### Work instructions
Type each record below again, with the same words.

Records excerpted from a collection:
--- START ---
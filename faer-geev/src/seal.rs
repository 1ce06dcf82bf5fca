use num_complex::{Complex32, Complex64};

pub trait Seal {}

impl Seal for f32 {}
impl Seal for f64 {}
impl Seal for Complex32 {}
impl Seal for Complex64 {}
--- END ---
### Reply
filename faer-geev/src/seal.rs
repository 1ce06dcf82bf5fca
use num_complex::{Complex32, Complex64};

pub trait Seal {}

impl Seal for f32 {}
impl Seal for f64 {}
impl Seal for Complex32 {}
impl Seal for Complex64 {}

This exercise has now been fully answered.